──────── Excerpted records

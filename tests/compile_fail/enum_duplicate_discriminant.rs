//! Two variants rendering the same discriminant would be ambiguous.

use pgrest::prelude::*;

#[derive(PostgrestEnum)]
#[repr(i32)]
enum Priority {
    Low = 1,
    Normal = 2,
    High = 2,
}

fn main() {}
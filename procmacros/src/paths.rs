//! Centralized path definitions for generated code.
//!
//! Generated code names everything through the `pgrest` facade (without a
//! leading `::`) so tests inside the workspace can provide a `mod pgrest`
//! shim when needed.

use proc_macro2::TokenStream;
use quote::quote;

// =============================================================================
// STANDARD LIBRARY
// =============================================================================

pub mod std {
    use super::*;

    pub fn option() -> TokenStream {
        quote!(::std::option::Option)
    }

    pub fn from() -> TokenStream {
        quote!(::std::convert::From)
    }

    pub fn string() -> TokenStream {
        quote!(::std::string::String)
    }
}

// =============================================================================
// SCHEMA DESCRIPTORS
// =============================================================================

pub mod core {
    use super::*;

    pub fn model() -> TokenStream {
        quote!(pgrest::core::Model)
    }

    pub fn model_schema() -> TokenStream {
        quote!(pgrest::core::ModelSchema)
    }

    pub fn column_def() -> TokenStream {
        quote!(pgrest::core::ColumnDef)
    }

    pub fn relationship_def() -> TokenStream {
        quote!(pgrest::core::RelationshipDef)
    }

    pub fn join_kind() -> TokenStream {
        quote!(pgrest::core::JoinKind)
    }

    pub fn column() -> TokenStream {
        quote!(pgrest::core::Column)
    }

    // =========================================================================
    // LITERALS
    // =========================================================================

    pub fn to_literal() -> TokenStream {
        quote!(pgrest::core::ToLiteral)
    }

    pub fn value() -> TokenStream {
        quote!(pgrest::core::Value)
    }
}
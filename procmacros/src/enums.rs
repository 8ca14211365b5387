//! `#[derive(PostgrestEnum)]` code generation.

use std::collections::HashMap;

use proc_macro2::TokenStream;
use quote::quote;
use syn::{Data, DataEnum, DeriveInput, Expr, ExprLit, ExprUnary, Fields, Lit, UnOp, spanned::Spanned};

use crate::paths::{core as core_paths, std as std_paths};

pub(crate) fn generate_enum(input: DeriveInput) -> syn::Result<TokenStream> {
    let name = &input.ident;

    let Data::Enum(data) = &input.data else {
        return Err(syn::Error::new(
            name.span(),
            "PostgrestEnum can only be derived for enums",
        ));
    };
    if data.variants.is_empty() {
        return Err(syn::Error::new(
            name.span(),
            "PostgrestEnum cannot be derived for empty enums",
        ));
    }
    if let Some(variant) = data
        .variants
        .iter()
        .find(|v| !matches!(v.fields, Fields::Unit))
    {
        return Err(syn::Error::new(
            variant.span(),
            "PostgrestEnum variants cannot carry fields",
        ));
    }

    // `#[repr(..)]` enums render their discriminant, others their variant name
    let has_repr = input.attrs.iter().any(|attr| attr.path().is_ident("repr"));
    let arms: Vec<TokenStream> = if has_repr {
        resolve_discriminants(data)?
            .into_iter()
            .map(|(ident, value)| {
                let text = value.to_string();
                quote! { #name::#ident => #text }
            })
            .collect()
    } else {
        data.variants
            .iter()
            .map(|variant| {
                let ident = &variant.ident;
                quote! { #name::#ident => stringify!(#ident) }
            })
            .collect()
    };

    let to_literal = core_paths::to_literal();
    let value = core_paths::value();
    let option = std_paths::option();
    let from = std_paths::from();
    let string = std_paths::string();

    Ok(quote! {
        impl #to_literal for #name {
            fn to_literal(&self) -> #option<#string> {
                let text: &'static str = match self {
                    #(#arms,)*
                };
                #option::Some(#string::from(text))
            }
        }

        impl #from<#name> for #value {
            fn from(value: #name) -> Self {
                #value::scalar(&value)
            }
        }

        impl #from<&#name> for #value {
            fn from(value: &#name) -> Self {
                #value::scalar(value)
            }
        }
    })
}

/// Parse a discriminant expression into an i64 value.
///
/// Handles positive literals (`3`) and negative literals (`-1`).
fn parse_discriminant(expr: &Expr) -> syn::Result<i64> {
    match expr {
        Expr::Lit(ExprLit {
            lit: Lit::Int(i), ..
        }) => i
            .base10_parse::<i64>()
            .map_err(|e| syn::Error::new(i.span(), e)),

        Expr::Unary(ExprUnary {
            op: UnOp::Neg(_),
            expr,
            ..
        }) => match &**expr {
            Expr::Lit(ExprLit {
                lit: Lit::Int(i), ..
            }) => i
                .base10_parse::<i64>()
                .map(|v| -v)
                .map_err(|e| syn::Error::new(i.span(), e)),
            other => Err(syn::Error::new(
                other.span(),
                "Expected integer literal after unary minus",
            )),
        },

        other => Err(syn::Error::new(
            other.span(),
            "Expected integer literal or unary minus",
        )),
    }
}

/// Discriminant of every variant, implicit ones counting up from the previous.
///
/// Two variants sharing a value is a compile error.
fn resolve_discriminants(data: &DataEnum) -> syn::Result<Vec<(&syn::Ident, i64)>> {
    let mut results = Vec::with_capacity(data.variants.len());
    let mut seen: HashMap<i64, &syn::Ident> = HashMap::new();
    let mut next_value: i64 = 0;

    for variant in &data.variants {
        let value = match &variant.discriminant {
            Some((_, expr)) => parse_discriminant(expr)?,
            None => next_value,
        };

        if let Some(prev_ident) = seen.insert(value, &variant.ident) {
            return Err(syn::Error::new(
                variant.ident.span(),
                format!(
                    "Duplicate discriminant value {value}: variant `{}` conflicts with `{prev_ident}`",
                    variant.ident,
                ),
            ));
        }

        results.push((&variant.ident, value));
        next_value = value + 1;
    }

    Ok(results)
}
//! Criterion values.
//!
//! Right-hand sides are evaluated eagerly into a [`Value`] when a predicate is
//! built. Scalars are rendered to their wire text through [`ToLiteral`], so a
//! compiled filter never holds anything that still needs evaluating.

use pgrest_types::Interval;
use serde_json::{Map, Value as JsonValue};

use crate::filter::LiteralCategory;

/// Conversion of a Rust value into the literal text PostgREST compares against.
///
/// `None` stands for SQL `NULL`, which PostgREST only accepts through the
/// `is` operator.
pub trait ToLiteral {
    fn to_literal(&self) -> Option<String>;
}

impl<T: ToLiteral + ?Sized> ToLiteral for &T {
    fn to_literal(&self) -> Option<String> {
        (**self).to_literal()
    }
}

impl<T: ToLiteral> ToLiteral for Option<T> {
    fn to_literal(&self) -> Option<String> {
        self.as_ref().and_then(ToLiteral::to_literal)
    }
}

impl ToLiteral for str {
    fn to_literal(&self) -> Option<String> {
        Some(self.to_owned())
    }
}

impl ToLiteral for String {
    fn to_literal(&self) -> Option<String> {
        Some(self.clone())
    }
}

macro_rules! impl_display_literal {
    ($($ty:ty),* $(,)?) => {
        $(
            impl ToLiteral for $ty {
                fn to_literal(&self) -> Option<String> {
                    Some(self.to_string())
                }
            }
        )*
    };
}

impl_display_literal!(
    bool, char, i8, i16, i32, i64, i128, isize, u8, u16, u32, u64, u128, usize, f32, f64
);

#[cfg(feature = "uuid")]
impl ToLiteral for uuid::Uuid {
    fn to_literal(&self) -> Option<String> {
        Some(self.hyphenated().to_string())
    }
}

#[cfg(feature = "chrono")]
mod chrono_literals {
    use super::ToLiteral;
    use chrono::{DateTime, NaiveDate, NaiveDateTime, NaiveTime, SecondsFormat, TimeZone};

    impl<Tz: TimeZone> ToLiteral for DateTime<Tz>
    where
        Tz::Offset: core::fmt::Display,
    {
        fn to_literal(&self) -> Option<String> {
            Some(self.to_rfc3339_opts(SecondsFormat::AutoSi, true))
        }
    }

    impl ToLiteral for NaiveDateTime {
        fn to_literal(&self) -> Option<String> {
            Some(self.format("%Y-%m-%dT%H:%M:%S%.f").to_string())
        }
    }

    impl ToLiteral for NaiveDate {
        fn to_literal(&self) -> Option<String> {
            Some(self.format("%Y-%m-%d").to_string())
        }
    }

    impl ToLiteral for NaiveTime {
        fn to_literal(&self) -> Option<String> {
            Some(self.format("%H:%M:%S%.f").to_string())
        }
    }
}

/// Query text and language configuration for the full-text operators.
#[derive(Debug, Clone, PartialEq, Eq)]
pub struct FullTextQuery {
    pub query: String,
    pub config: String,
}

impl FullTextQuery {
    /// Search configuration used when none is given
    pub const DEFAULT_CONFIG: &'static str = "english";

    pub fn new(query: impl Into<String>) -> Self {
        Self {
            query: query.into(),
            config: Self::DEFAULT_CONFIG.to_owned(),
        }
    }

    pub fn with_config(mut self, config: impl Into<String>) -> Self {
        self.config = config.into();
        self
    }
}

/// A fully evaluated criterion
#[derive(Debug, Clone, PartialEq)]
pub enum Value {
    Null,
    Scalar(String),
    /// Elements in order, `None` for `NULL`
    List(Vec<Option<String>>),
    /// JSON object, keys kept in insertion order
    Mapping(Map<String, JsonValue>),
    Range(Interval),
    FullText(FullTextQuery),
}

impl Value {
    /// Evaluates a scalar, mapping `None` to [`Value::Null`].
    pub fn scalar<T: ToLiteral + ?Sized>(value: &T) -> Self {
        match value.to_literal() {
            Some(text) => Value::Scalar(text),
            None => Value::Null,
        }
    }

    /// Evaluates every element of a list.
    ///
    /// `NULL` elements are kept as `None`; compiling them into a filter fails.
    pub fn list<I>(values: I) -> Self
    where
        I: IntoIterator,
        I::Item: ToLiteral,
    {
        Value::List(values.into_iter().map(|v| v.to_literal()).collect())
    }

    pub fn category(&self) -> LiteralCategory {
        match self {
            Value::Null => LiteralCategory::Null,
            Value::Scalar(_) => LiteralCategory::Scalar,
            Value::List(_) => LiteralCategory::List,
            Value::Mapping(_) => LiteralCategory::Mapping,
            Value::Range(_) => LiteralCategory::Interval,
            Value::FullText(_) => LiteralCategory::FullText,
        }
    }
}

macro_rules! impl_value_from_scalar {
    ($($ty:ty),* $(,)?) => {
        $(
            impl From<$ty> for Value {
                fn from(value: $ty) -> Self {
                    Value::scalar(&value)
                }
            }
        )*
    };
}

impl_value_from_scalar!(
    &str, String, &String, bool, char, i8, i16, i32, i64, i128, isize, u8, u16, u32, u64, u128,
    usize, f32, f64
);

#[cfg(feature = "uuid")]
impl_value_from_scalar!(uuid::Uuid);

#[cfg(feature = "chrono")]
impl_value_from_scalar!(chrono::NaiveDateTime, chrono::NaiveDate, chrono::NaiveTime);

#[cfg(feature = "chrono")]
impl<Tz: chrono::TimeZone> From<chrono::DateTime<Tz>> for Value
where
    Tz::Offset: core::fmt::Display,
{
    fn from(value: chrono::DateTime<Tz>) -> Self {
        Value::scalar(&value)
    }
}

impl<T: ToLiteral> From<Option<T>> for Value {
    fn from(value: Option<T>) -> Self {
        Value::scalar(&value)
    }
}

impl<T: ToLiteral> From<Vec<T>> for Value {
    fn from(values: Vec<T>) -> Self {
        Value::list(values)
    }
}

impl<T: ToLiteral> From<&[T]> for Value {
    fn from(values: &[T]) -> Self {
        Value::list(values)
    }
}

impl From<Map<String, JsonValue>> for Value {
    fn from(map: Map<String, JsonValue>) -> Self {
        Value::Mapping(map)
    }
}

impl From<Interval> for Value {
    fn from(interval: Interval) -> Self {
        Value::Range(interval)
    }
}

impl From<FullTextQuery> for Value {
    fn from(query: FullTextQuery) -> Self {
        Value::FullText(query)
    }
}

#[cfg(test)]
mod tests {
    use super::*;

    #[test]
    fn test_scalar_literals() {
        assert_eq!(Value::from("bar"), Value::Scalar("bar".into()));
        assert_eq!(Value::from(42), Value::Scalar("42".into()));
        assert_eq!(Value::from(1.5), Value::Scalar("1.5".into()));
        assert_eq!(Value::from(true), Value::Scalar("true".into()));
        assert_eq!(Value::from(None::<i32>), Value::Null);
        assert_eq!(Value::from(Some("x")), Value::Scalar("x".into()));
    }

    #[test]
    fn test_list_literals() {
        assert_eq!(
            Value::from(vec!["a", "b"]),
            Value::List(vec![Some("a".into()), Some("b".into())])
        );
        assert_eq!(
            Value::list([Some(1), None]),
            Value::List(vec![Some("1".into()), None])
        );
    }

    #[test]
    fn test_full_text_default_config() {
        let query = FullTextQuery::new("fat & cat");
        assert_eq!(query.config, "english");
        assert_eq!(query.with_config("simple").config, "simple");
    }

    #[test]
    fn test_categories() {
        assert_eq!(Value::Null.category(), LiteralCategory::Null);
        assert_eq!(Value::from(vec![1]).category(), LiteralCategory::List);
        assert_eq!(
            Value::from(Interval::new(1, 2)).category(),
            LiteralCategory::Interval
        );
    }
}
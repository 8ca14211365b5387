//! Wire serializer.
//!
//! Renders a [`QueryState`] into the ordered query-string pairs PostgREST
//! reads. Each operator family has its own literal syntax:
//!
//! | Node | Rendering |
//! |------|-----------|
//! | `in` + list | `in.("a","b")` |
//! | `cs`/`cd`/`ov` + list | `cs.{a,b}` |
//! | any membership + mapping | `cs.{"k":"v"}` (compact JSON) |
//! | range operators | `sl.[1,5]` |
//! | full-text | `fts(english).query` |
//! | `like`/`ilike` | `%` rewritten to `*` |
//! | group | `or=(a.gte.0,a.lte.100)` |
//! | negation | `not.` prefix on the value, or `not.or` on a group key |

use core::fmt::Write;

use pgrest_types::Operator;
use serde_json::Value as JsonValue;

use crate::filter::{Filter, Members};
use crate::options::ClientOptions;
use crate::query::{Orderer, Page, QueryState};
use crate::relation::Embeds;

/// Ordered `(key, value)` query parameters
pub type QueryPairs = Vec<(String, String)>;

/// Compiles `state` into query parameters.
///
/// Order: static client parameters, filters, orderers, `select`,
/// `on_conflict`, pagination.
pub fn compile_query(state: &QueryState, embeds: &Embeds, options: &ClientOptions) -> QueryPairs {
    let mut pairs = QueryPairs::with_capacity(state.filters.len() + 4);

    pairs.extend(
        options
            .query_params
            .iter()
            .map(|(k, v)| (k.clone(), v.clone())),
    );
    pairs.extend(state.filters.iter().map(render_filter));
    pairs.extend(render_orderers(&state.orderers));

    if state.returns_rows() {
        pairs.push(("select".to_owned(), render_select(state.projection.as_deref(), embeds)));
    }
    if let Some(target) = &state.on_conflict {
        pairs.push(("on_conflict".to_owned(), strip_whitespace(target)));
    }
    for page in &state.pages {
        render_page(page, &mut pairs);
    }

    pairs
}

// =============================================================================
// Filters
// =============================================================================

/// Renders one filter node to its `(key, value)` pair.
pub fn render_filter(filter: &Filter) -> (String, String) {
    let (key, value, _) = render_node(filter);
    (key, value)
}

/// Returns `(key, value, grouped)`; grouped nodes nest as `key(...)` rather
/// than `key.value`.
fn render_node(filter: &Filter) -> (String, String, bool) {
    match filter {
        Filter::Comparison {
            column,
            operator,
            literal,
        } => {
            let literal = match operator {
                Operator::Like | Operator::ILike => literal.replace('%', "*"),
                _ => literal.clone(),
            };
            (column.clone(), format!("{operator}.{literal}"), false)
        }
        Filter::Membership {
            column,
            operator,
            members,
        } => (column.clone(), render_members(*operator, members), false),
        Filter::Range {
            column,
            operator,
            interval,
        } => (column.clone(), format!("{operator}.{interval}"), false),
        Filter::FullText {
            column,
            operator,
            query,
        } => (
            column.clone(),
            format!("{operator}({}).{}", query.config, query.query),
            false,
        ),
        Filter::Not(inner) => {
            let (key, value, grouped) = render_node(inner);
            if grouped {
                (format!("not.{key}"), value, true)
            } else {
                (key, format!("not.{value}"), false)
            }
        }
        Filter::Group { operator, children } => {
            let mut value = String::from("(");
            for (i, child) in children.iter().enumerate() {
                if i > 0 {
                    value.push(',');
                }
                let (key, inner, grouped) = render_node(child);
                if grouped {
                    let _ = write!(value, "{key}{inner}");
                } else {
                    let _ = write!(value, "{key}.{inner}");
                }
            }
            value.push(')');
            (operator.as_str().to_owned(), value, true)
        }
    }
}

fn render_members(operator: Operator, members: &Members) -> String {
    match members {
        Members::Mapping(mapping) => {
            format!("{operator}.{}", JsonValue::Object(mapping.clone()))
        }
        Members::List(values) if operator == Operator::In => {
            let mut out = String::from("in.(");
            for (i, value) in values.iter().enumerate() {
                if i > 0 {
                    out.push(',');
                }
                out.push('"');
                for ch in value.chars() {
                    if ch == '"' || ch == '\\' {
                        out.push('\\');
                    }
                    out.push(ch);
                }
                out.push('"');
            }
            out.push(')');
            out
        }
        Members::List(values) => format!("{operator}.{{{}}}", values.join(",")),
    }
}

// =============================================================================
// Ordering, projection and pagination
// =============================================================================

/// Groups orderers by scope, accumulating every key of a scope into one value.
///
/// Scopes appear in the order they were first used.
pub fn render_orderers(orderers: &[Orderer]) -> QueryPairs {
    let mut pairs = QueryPairs::new();
    for orderer in orderers {
        let key = match &orderer.foreign_table {
            Some(table) => format!("{table}.order"),
            None => "order".to_owned(),
        };
        let rendered = orderer.render();
        match pairs.iter_mut().find(|(k, _)| *k == key) {
            Some((_, value)) => {
                value.push(',');
                value.push_str(&rendered);
            }
            None => pairs.push((key, rendered)),
        }
    }
    pairs
}

/// Projection text followed by embed fragments
pub fn render_select(projection: Option<&str>, embeds: &Embeds) -> String {
    let mut out = match projection {
        Some(text) => strip_whitespace(text),
        None => String::new(),
    };
    if out.is_empty() {
        out.push('*');
    }
    for fragment in &embeds.fragments {
        out.push(',');
        out.push_str(fragment);
    }
    out
}

/// Removes whitespace outside double-quoted identifiers
pub fn strip_whitespace(text: &str) -> String {
    let mut out = String::with_capacity(text.len());
    let mut quoted = false;
    for ch in text.chars() {
        if ch == '"' {
            quoted = !quoted;
        }
        if quoted || !ch.is_whitespace() {
            out.push(ch);
        }
    }
    out
}

fn render_page(page: &Page, pairs: &mut QueryPairs) {
    let key = |name: &str| match &page.foreign_table {
        Some(table) => format!("{table}.{name}"),
        None => name.to_owned(),
    };
    if let Some(limit) = page.limit {
        pairs.push((key("limit"), limit.to_string()));
    }
    if let Some(offset) = page.offset {
        pairs.push((key("offset"), offset.to_string()));
    }
}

────────────────

What this task involves: Where in the records above does the word "parameters" appear? Copy each line that holds it.

Output:
/// Ordered `(key, value)` query parameters
/// Compiles `state` into query parameters.
/// Order: static client parameters, filters, orderers, `select`,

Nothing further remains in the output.